Top of Data for this task
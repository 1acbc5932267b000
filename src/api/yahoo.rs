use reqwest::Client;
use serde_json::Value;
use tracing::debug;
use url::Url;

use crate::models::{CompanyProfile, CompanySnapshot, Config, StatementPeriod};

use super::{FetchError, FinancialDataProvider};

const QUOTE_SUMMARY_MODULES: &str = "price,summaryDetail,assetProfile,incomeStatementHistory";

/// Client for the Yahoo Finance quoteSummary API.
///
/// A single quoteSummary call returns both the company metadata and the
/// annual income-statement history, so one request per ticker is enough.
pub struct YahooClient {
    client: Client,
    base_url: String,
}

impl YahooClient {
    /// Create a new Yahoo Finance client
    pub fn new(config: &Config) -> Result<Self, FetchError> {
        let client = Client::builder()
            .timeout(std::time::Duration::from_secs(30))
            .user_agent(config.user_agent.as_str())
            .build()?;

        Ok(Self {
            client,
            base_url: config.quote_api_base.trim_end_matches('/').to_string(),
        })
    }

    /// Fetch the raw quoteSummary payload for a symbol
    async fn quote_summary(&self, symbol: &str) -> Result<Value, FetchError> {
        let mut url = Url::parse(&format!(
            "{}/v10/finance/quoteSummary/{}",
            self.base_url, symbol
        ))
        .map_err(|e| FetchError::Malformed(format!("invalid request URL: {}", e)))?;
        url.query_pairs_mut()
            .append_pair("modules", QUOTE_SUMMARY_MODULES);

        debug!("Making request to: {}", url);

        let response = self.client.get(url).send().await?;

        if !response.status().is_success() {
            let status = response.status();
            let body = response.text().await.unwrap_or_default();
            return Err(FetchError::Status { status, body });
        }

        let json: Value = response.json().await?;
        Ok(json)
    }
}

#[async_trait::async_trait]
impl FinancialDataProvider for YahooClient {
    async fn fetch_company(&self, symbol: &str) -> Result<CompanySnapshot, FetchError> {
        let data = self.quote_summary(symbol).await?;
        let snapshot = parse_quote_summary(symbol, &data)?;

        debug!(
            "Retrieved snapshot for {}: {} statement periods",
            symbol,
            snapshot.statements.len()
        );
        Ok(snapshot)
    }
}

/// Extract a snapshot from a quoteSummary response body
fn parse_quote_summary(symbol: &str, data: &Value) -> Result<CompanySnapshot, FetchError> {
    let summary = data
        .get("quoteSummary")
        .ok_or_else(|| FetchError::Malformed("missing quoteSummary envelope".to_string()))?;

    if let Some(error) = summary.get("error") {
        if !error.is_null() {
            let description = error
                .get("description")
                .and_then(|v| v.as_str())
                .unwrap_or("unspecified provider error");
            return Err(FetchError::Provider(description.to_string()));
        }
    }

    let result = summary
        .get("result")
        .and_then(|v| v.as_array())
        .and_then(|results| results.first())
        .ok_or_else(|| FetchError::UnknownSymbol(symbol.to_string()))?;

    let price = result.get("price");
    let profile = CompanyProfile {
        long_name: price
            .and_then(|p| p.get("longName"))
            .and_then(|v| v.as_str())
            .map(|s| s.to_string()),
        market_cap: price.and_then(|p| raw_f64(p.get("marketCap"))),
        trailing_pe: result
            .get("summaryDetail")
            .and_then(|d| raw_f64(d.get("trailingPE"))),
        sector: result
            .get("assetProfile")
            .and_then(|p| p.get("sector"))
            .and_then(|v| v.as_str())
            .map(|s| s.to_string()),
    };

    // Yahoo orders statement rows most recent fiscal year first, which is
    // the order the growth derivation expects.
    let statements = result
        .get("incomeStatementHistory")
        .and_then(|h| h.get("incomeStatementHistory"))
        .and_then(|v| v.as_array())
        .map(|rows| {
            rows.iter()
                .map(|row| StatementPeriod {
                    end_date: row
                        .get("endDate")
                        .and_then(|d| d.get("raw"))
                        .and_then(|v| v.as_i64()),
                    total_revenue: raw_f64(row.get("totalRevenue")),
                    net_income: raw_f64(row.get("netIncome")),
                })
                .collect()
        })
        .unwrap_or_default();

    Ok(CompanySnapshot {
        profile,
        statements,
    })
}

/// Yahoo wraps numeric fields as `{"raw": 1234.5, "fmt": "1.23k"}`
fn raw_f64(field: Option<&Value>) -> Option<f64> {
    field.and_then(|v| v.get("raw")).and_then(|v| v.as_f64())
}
Bottom of Data for this task
From the listing above, pick out each line where the word "incomeStatementHistory" appears.

const QUOTE_SUMMARY_MODULES: &str = "price,summaryDetail,assetProfile,incomeStatementHistory";
        .get("incomeStatementHistory")
        .and_then(|h| h.get("incomeStatementHistory"))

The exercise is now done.